Around 3 a.m., Kathy received a call from our traffic management center that there had been a deadly collision on SR 512. She arrived on scene to set up traffic control, turning on her flashing orange arrows to divert and warn traffic away from the crash area. As cars flew by, Kathy noticed one particular vehicle that appeared to be approaching the scene and not slowing down.
"It was in that moment I knew they weren’t going to move over and I needed to act fast," Kathy said.
To avoid being hit, Kathy jumped over the highway guardrail. Within seconds, the oncoming vehicle slammed into her IRT truck with such force that both vehicles were totaled.

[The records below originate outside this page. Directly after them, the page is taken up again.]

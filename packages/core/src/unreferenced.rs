use std::collections::BTreeSet;

use tracing::debug;

use crate::model::Model;
use crate::neighbor::NeighborProvider;
use crate::prelude;
use crate::shape_id::ShapeId;
use crate::types::{Shape, ShapeType};
use crate::walker::Walker;

/// Finds trait definitions that no service uses.
///
/// A trait definition is used when it is applied to any shape reachable from
/// any service. Prelude trait definitions are never reported.
pub struct UnreferencedTraitDefinitions {
    keep: Box<dyn Fn(&Shape) -> bool>,
}

impl Default for UnreferencedTraitDefinitions {
    fn default() -> Self {
        Self::new()
    }
}

impl UnreferencedTraitDefinitions {
    pub fn new() -> Self {
        Self::with_keep_filter(|_| true)
    }

    /// Only used definitions accepted by `keep` are treated as referenced.
    pub fn with_keep_filter(keep: impl Fn(&Shape) -> bool + 'static) -> Self {
        Self { keep: Box::new(keep) }
    }

    /// Ids of the unreferenced trait definitions of `model`.
    pub fn compute(&self, model: &Model) -> BTreeSet<ShapeId> {
        let mut unused: BTreeSet<ShapeId> = model
            .trait_definitions()
            .map(Shape::id)
            .filter(|id| !prelude::is_prelude_shape(id))
            .cloned()
            .collect();

        let walker = Walker::new(NeighborProvider::new(model));
        let mut reached: BTreeSet<ShapeId> = BTreeSet::new();
        for service in model.shape_index().shapes_of_kind(ShapeType::Service) {
            reached.extend(walker.walk(service));
        }

        let applied: BTreeSet<&ShapeId> = reached
            .iter()
            .filter_map(|id| model.get_shape(id))
            .flat_map(|shape| shape.traits().keys())
            .collect();

        for trait_id in applied {
            if let Some(definition) = model.get_shape(trait_id) {
                if (self.keep)(definition) {
                    unused.remove(trait_id);
                }
            }
        }

        debug!(unreferenced = unused.len(), "computed unreferenced trait definitions");
        unused
    }
}

// --- tests -------------------------------------------------------------------

#[cfg(test)]
mod tests {
    use super::*;
    use crate::types::{OperationShape, ResourceShape, ServiceShape, ShapeKind};
    use serde_json::json;

    fn id(s: &str) -> ShapeId {
        s.parse().unwrap()
    }

    fn trait_def(name: &str) -> Shape {
        Shape::new(id(name), ShapeKind::Structure { members: vec![] })
            .with_trait(prelude::TRAIT.clone(), json!({}))
    }

    fn service(resources: &[&str], operations: &[&str]) -> Shape {
        Shape::new(
            id("ns.foo#Svc"),
            ShapeKind::Service(ServiceShape {
                version: "1".into(),
                operations: operations.iter().map(|s| id(s)).collect(),
                resources: resources.iter().map(|s| id(s)).collect(),
            }),
        )
    }

    #[test]
    fn finds_definitions_not_applied_by_any_service() {
        let m = Model::with_prelude(vec![
            trait_def("ns.foo#bar"),
            trait_def("ns.foo#baz"),
            service(&[], &[]).with_trait(id("ns.foo#bar"), json!({})),
        ])
        .unwrap();
        let unused = UnreferencedTraitDefinitions::new().compute(&m);
        assert_eq!(unused, BTreeSet::from([id("ns.foo#baz")]));
    }

    #[test]
    fn traits_applied_through_containment_and_members_count() {
        let m = Model::with_prelude(vec![
            trait_def("ns.foo#onOp"),
            trait_def("ns.foo#onMember"),
            trait_def("ns.foo#unused"),
            service(&["ns.foo#R"], &[]),
            Shape::new(
                id("ns.foo#R"),
                ShapeKind::Resource(ResourceShape {
                    read: Some(id("ns.foo#Get")),
                    ..Default::default()
                }),
            ),
            Shape::new(
                id("ns.foo#Get"),
                ShapeKind::Operation(OperationShape {
                    input: Some(id("ns.foo#GetInput")),
                    ..Default::default()
                }),
            )
            .with_trait(id("ns.foo#onOp"), json!({})),
            Shape::new(id("ns.foo#GetInput"), ShapeKind::Structure { members: vec!["name".into()] }),
            Shape::member(&id("ns.foo#GetInput"), "name", id("smithy.api#String"))
                .unwrap()
                .with_trait(id("ns.foo#onMember"), json!({})),
        ])
        .unwrap();
        let unused = UnreferencedTraitDefinitions::new().compute(&m);
        assert_eq!(unused, BTreeSet::from([id("ns.foo#unused")]));
    }

    #[test]
    fn traits_used_outside_services_are_unreferenced() {
        let m = Model::with_prelude(vec![
            trait_def("ns.foo#bar"),
            Shape::new(id("ns.foo#Loose"), ShapeKind::String).with_trait(id("ns.foo#bar"), json!({})),
        ])
        .unwrap();
        let unused = UnreferencedTraitDefinitions::new().compute(&m);
        assert_eq!(unused, BTreeSet::from([id("ns.foo#bar")]));
    }

    #[test]
    fn keep_filter_limits_which_uses_count() {
        let m = Model::with_prelude(vec![
            trait_def("ns.foo#bar"),
            trait_def("ns.foo#baz"),
            service(&[], &[])
                .with_trait(id("ns.foo#bar"), json!({}))
                .with_trait(id("ns.foo#baz"), json!({})),
        ])
        .unwrap();
        let finder = UnreferencedTraitDefinitions::with_keep_filter(|shape| shape.id().name() != "baz");
        assert_eq!(finder.compute(&m), BTreeSet::from([id("ns.foo#baz")]));
    }

    #[test]
    fn prelude_definitions_are_never_reported() {
        let m = Model::with_prelude(vec![]).unwrap();
        assert!(UnreferencedTraitDefinitions::new().compute(&m).is_empty());
    }
}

|Kathy Vatter’s IRT truck was hit by a drunk driver on SR 512 in Parkland.|
"It seemed like forever," Kathy said.
The causing driver was driving under the influence of alcohol. The driver’s passenger suffered serious injuries in the collision. That’s statistically common, as 96 percent of people hurt in work zone collisions are the motorist, their passengers or passing pedestrians.
Fortunately, Kathy wasn’t hurt, and in fact helped direct traffic through the area while the State Patrol and emergency responders worked the scene.
|Kathy waited with the motorist and passenger until State Patrol and emergency|
responders arrived on scene, while continuing to redirect traffic.
Kathy was lucky, however many of our workers can’t say the same.
Since 1950, we have had 60 workers killed on the job – many of them in marked roadway work zones. On average our state has 837 roadway work zone injuries annually.
|The guardrail where Kathy Vatter jumped to avoid being hit by an oncoming drunk driver.|
Luckily, Kathy’s awareness of her surroundings and quick action saved her from injury.
"I want to live to retire," she said. "If I had been injured that night, our lives would look a whole lot different."
Fortunately, Kathy and her husband Ron are still able to enjoy their active outdoor lifestyle, including hiking and swimming. But all that could have changed in an instant.
|Kathy Vatter and her husband Ron celebrating his 60th birthday.|
"I am just glad it was me," Kathy said. "Someone with less experience might not have been so lucky and that would devastate our team."
You can help road workers stay safe by:
- Slowing down – Drive the posted speeds, they’re there for your safety.
- Be kind – Our workers are improving the roadways and helping to keep you safe.
- Pay attention – Both to workers directing you and to surrounding traffic.
- Stay calm – Expect delays, leave early or take an alternate route if possible; no meeting or appointment is worth risking someone’s life.
"Lots of people forget we are humans too," Kathy said.